● **Exercise data**
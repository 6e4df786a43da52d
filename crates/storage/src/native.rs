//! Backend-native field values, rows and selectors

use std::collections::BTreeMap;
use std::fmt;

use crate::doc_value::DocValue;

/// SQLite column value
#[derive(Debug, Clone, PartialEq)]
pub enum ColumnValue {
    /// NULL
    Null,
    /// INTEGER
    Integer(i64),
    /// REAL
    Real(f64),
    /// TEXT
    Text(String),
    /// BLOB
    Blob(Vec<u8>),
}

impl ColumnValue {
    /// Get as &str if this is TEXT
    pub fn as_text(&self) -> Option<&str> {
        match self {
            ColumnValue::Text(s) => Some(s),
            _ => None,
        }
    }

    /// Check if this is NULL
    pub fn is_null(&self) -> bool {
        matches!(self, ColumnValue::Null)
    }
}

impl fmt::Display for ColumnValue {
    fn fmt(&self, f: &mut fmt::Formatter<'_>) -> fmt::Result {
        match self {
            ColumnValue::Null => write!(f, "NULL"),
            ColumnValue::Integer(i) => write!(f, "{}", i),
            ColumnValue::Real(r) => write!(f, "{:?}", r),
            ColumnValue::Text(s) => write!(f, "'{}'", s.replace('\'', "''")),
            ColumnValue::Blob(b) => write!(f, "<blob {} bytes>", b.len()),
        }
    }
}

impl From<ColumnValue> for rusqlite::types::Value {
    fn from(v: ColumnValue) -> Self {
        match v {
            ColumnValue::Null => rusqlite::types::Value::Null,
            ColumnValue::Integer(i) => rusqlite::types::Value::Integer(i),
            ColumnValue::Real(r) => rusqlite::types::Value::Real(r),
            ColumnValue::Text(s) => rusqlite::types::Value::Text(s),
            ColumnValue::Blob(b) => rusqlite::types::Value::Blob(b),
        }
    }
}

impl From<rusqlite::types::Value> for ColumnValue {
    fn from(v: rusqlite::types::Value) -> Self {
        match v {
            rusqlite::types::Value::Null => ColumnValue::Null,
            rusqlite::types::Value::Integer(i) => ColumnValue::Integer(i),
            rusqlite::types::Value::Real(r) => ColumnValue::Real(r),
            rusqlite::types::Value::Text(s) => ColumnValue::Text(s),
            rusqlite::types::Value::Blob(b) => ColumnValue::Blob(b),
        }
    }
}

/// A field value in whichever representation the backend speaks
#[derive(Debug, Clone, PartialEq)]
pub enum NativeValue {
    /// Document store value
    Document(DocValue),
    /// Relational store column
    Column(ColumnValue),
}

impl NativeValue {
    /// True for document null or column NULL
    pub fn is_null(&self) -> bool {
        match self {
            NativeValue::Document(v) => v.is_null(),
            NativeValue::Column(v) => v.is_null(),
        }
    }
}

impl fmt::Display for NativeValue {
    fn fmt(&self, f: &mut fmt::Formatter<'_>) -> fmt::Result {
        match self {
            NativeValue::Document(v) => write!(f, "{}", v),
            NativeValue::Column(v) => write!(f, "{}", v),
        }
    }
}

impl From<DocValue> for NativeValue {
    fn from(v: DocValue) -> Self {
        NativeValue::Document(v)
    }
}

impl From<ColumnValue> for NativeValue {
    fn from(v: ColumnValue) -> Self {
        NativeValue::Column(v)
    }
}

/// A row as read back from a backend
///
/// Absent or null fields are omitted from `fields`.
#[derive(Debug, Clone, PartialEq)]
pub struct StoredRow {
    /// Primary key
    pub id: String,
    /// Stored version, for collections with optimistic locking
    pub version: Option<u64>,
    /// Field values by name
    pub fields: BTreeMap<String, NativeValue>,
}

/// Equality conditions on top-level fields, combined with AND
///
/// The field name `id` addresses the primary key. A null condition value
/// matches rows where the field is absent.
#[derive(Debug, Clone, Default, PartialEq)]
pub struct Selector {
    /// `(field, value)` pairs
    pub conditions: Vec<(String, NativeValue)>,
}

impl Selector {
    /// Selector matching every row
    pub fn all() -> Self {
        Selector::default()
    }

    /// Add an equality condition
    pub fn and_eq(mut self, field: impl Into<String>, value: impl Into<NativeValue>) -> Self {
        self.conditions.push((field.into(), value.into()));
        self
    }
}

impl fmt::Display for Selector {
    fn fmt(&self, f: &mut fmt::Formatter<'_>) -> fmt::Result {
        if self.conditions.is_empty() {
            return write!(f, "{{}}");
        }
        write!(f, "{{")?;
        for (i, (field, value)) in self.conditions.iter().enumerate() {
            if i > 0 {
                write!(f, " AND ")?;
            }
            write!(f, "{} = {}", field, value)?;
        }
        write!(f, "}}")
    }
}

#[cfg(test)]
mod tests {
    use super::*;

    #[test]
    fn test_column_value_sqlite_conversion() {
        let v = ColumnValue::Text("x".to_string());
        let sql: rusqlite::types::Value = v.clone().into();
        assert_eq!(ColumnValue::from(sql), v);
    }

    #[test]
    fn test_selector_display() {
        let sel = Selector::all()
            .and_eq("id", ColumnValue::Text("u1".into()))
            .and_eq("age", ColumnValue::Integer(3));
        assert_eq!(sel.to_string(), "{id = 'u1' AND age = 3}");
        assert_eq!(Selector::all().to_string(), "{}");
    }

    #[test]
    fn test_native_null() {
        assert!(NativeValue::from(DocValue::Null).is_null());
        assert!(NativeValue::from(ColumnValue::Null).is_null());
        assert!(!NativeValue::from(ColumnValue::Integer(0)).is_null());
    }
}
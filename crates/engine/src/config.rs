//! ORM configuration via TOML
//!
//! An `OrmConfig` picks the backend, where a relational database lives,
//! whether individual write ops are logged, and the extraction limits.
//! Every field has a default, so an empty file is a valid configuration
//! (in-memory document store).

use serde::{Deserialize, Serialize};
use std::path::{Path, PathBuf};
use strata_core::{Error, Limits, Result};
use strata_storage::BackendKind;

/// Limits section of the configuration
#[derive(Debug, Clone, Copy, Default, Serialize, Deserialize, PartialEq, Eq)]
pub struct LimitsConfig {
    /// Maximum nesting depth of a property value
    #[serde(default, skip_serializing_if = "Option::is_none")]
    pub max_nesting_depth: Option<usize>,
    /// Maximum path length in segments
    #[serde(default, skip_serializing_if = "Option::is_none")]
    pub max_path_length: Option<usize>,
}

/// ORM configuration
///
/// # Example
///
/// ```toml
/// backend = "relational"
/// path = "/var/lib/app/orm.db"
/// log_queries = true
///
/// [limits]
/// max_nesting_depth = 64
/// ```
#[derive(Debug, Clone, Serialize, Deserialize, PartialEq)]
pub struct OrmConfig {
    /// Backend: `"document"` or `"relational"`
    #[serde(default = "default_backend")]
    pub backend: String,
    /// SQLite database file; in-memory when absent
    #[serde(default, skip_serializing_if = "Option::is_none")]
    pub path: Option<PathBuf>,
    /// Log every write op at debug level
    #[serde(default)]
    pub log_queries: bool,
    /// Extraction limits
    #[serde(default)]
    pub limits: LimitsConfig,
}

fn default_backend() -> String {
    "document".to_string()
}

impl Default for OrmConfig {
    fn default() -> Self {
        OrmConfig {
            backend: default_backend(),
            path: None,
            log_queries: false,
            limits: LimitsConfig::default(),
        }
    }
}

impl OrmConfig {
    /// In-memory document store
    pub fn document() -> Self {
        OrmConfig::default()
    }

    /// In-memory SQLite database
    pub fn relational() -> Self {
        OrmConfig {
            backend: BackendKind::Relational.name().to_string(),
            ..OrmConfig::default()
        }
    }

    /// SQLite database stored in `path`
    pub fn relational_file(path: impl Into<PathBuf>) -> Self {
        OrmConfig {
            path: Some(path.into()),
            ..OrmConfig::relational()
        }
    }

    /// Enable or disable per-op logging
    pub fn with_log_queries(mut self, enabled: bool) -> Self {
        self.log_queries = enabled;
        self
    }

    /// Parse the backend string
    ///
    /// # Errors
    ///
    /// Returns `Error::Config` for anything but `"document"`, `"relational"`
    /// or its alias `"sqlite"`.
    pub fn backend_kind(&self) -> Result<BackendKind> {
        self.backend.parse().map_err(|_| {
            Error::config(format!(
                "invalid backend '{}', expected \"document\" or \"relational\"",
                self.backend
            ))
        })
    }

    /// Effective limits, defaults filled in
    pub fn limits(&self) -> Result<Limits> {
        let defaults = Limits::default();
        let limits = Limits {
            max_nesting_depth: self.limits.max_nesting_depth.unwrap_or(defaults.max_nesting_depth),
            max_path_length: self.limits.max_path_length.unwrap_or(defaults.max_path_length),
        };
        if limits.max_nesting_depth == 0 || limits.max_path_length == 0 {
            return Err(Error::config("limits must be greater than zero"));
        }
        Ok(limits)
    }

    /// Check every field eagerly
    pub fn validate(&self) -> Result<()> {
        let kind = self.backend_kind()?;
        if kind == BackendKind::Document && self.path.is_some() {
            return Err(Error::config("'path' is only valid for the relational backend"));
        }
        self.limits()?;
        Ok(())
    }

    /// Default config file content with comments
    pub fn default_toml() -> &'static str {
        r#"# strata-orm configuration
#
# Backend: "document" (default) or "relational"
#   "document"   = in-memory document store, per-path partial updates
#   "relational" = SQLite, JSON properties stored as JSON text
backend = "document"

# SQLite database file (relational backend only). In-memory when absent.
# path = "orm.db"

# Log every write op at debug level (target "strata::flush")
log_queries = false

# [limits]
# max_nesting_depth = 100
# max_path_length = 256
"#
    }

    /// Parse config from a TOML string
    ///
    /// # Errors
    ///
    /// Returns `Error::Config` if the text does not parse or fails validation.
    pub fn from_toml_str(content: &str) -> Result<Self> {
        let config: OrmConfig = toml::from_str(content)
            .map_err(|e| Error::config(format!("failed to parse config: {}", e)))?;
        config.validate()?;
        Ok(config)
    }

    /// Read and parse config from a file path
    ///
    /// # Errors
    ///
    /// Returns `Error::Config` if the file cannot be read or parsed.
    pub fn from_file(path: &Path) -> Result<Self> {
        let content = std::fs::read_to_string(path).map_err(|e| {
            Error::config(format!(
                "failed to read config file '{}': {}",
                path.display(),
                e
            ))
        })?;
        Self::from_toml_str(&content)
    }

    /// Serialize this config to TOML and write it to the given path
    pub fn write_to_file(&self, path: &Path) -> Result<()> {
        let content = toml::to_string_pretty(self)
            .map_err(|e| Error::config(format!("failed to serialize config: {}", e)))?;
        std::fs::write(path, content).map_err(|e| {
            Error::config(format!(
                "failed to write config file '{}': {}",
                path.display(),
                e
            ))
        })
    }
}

● **Task directions**
Copy every line above in which the string "where" shows up.

● **Solved exercise**
/// matches rows where the field is absent.
//! An `OrmConfig` picks the backend, where a relational database lives,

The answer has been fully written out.